[Stored data entries]
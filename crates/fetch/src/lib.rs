//! The fetch pipeline: content extraction, static and dynamic fetchers,
//! and the resolver that picks between them.

pub mod browser_pool;
pub mod dynamic_fetcher;
pub mod extractor;
pub mod fetcher;
pub mod resolver;
pub mod static_fetcher;
pub mod types;

pub use browser_pool::{BrowserPool, PooledBrowser};
pub use dynamic_fetcher::DynamicFetcher;
pub use extractor::{ContentExtractor, ExtractedPage};
pub use fetcher::{looks_like_spa_shell, Fetcher, MIN_CONTENT_LENGTH, SPA_MARKERS};
pub use resolver::{DomainRule, FetcherResolver};
pub use static_fetcher::{ProxyConfig, StaticFetcher};
pub use types::{FetchRequest, FetchResult};
//! Shared CLI types and command handlers, reused by both the one-shot and
//! interactive entrypoints in `main.rs`.

pub mod commands;
pub mod completions;
pub mod interactive;
pub mod oneshot;
use crate::errors::ApiError;
use crate::server::{resolve_namespace, AppState};
use axum::extract::{Query, State};
use axum::http::HeaderMap;
use axum::Json;
use noetic_search::types::{SearchRequest, SearchResponse};
use serde::Deserialize;

#[derive(Deserialize)]
pub struct SearchBody {
    #[serde(flatten)]
    pub request: SearchRequest,
    pub namespace: Option<String>,
}

#[derive(Deserialize)]
pub struct NamespaceQuery {
    pub namespace: Option<String>,
}

pub async fn search(
    State(state): State<AppState>,
    Query(query): Query<NamespaceQuery>,
    headers: HeaderMap,
    Json(body): Json<SearchBody>,
) -> Result<Json<SearchResponse>, ApiError> {
    if body.request.query.trim().is_empty() {
        return Err(noetic_common::Error::InvalidInput("query must not be empty".to_string()).into());
    }
    let namespace = resolve_namespace(&state, body.namespace.as_deref(), query.namespace.as_deref(), &headers);
    let response = state.service.web_search.search(&body.request, &namespace).await?;
    Ok(Json(response))
}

TASK GOAL — Reproduce verbatim the lines above, from the line with "picks between them." through the line with "pub mod completions;".

EXERCISE RESULT —
//! and the resolver that picks between them.

pub mod browser_pool;
pub mod dynamic_fetcher;
pub mod extractor;
pub mod fetcher;
pub mod resolver;
pub mod static_fetcher;
pub mod types;

pub use browser_pool::{BrowserPool, PooledBrowser};
pub use dynamic_fetcher::DynamicFetcher;
pub use extractor::{ContentExtractor, ExtractedPage};
pub use fetcher::{looks_like_spa_shell, Fetcher, MIN_CONTENT_LENGTH, SPA_MARKERS};
pub use resolver::{DomainRule, FetcherResolver};
pub use static_fetcher::{ProxyConfig, StaticFetcher};
pub use types::{FetchRequest, FetchResult};
//! Shared CLI types and command handlers, reused by both the one-shot and
//! interactive entrypoints in `main.rs`.

pub mod commands;
pub mod completions;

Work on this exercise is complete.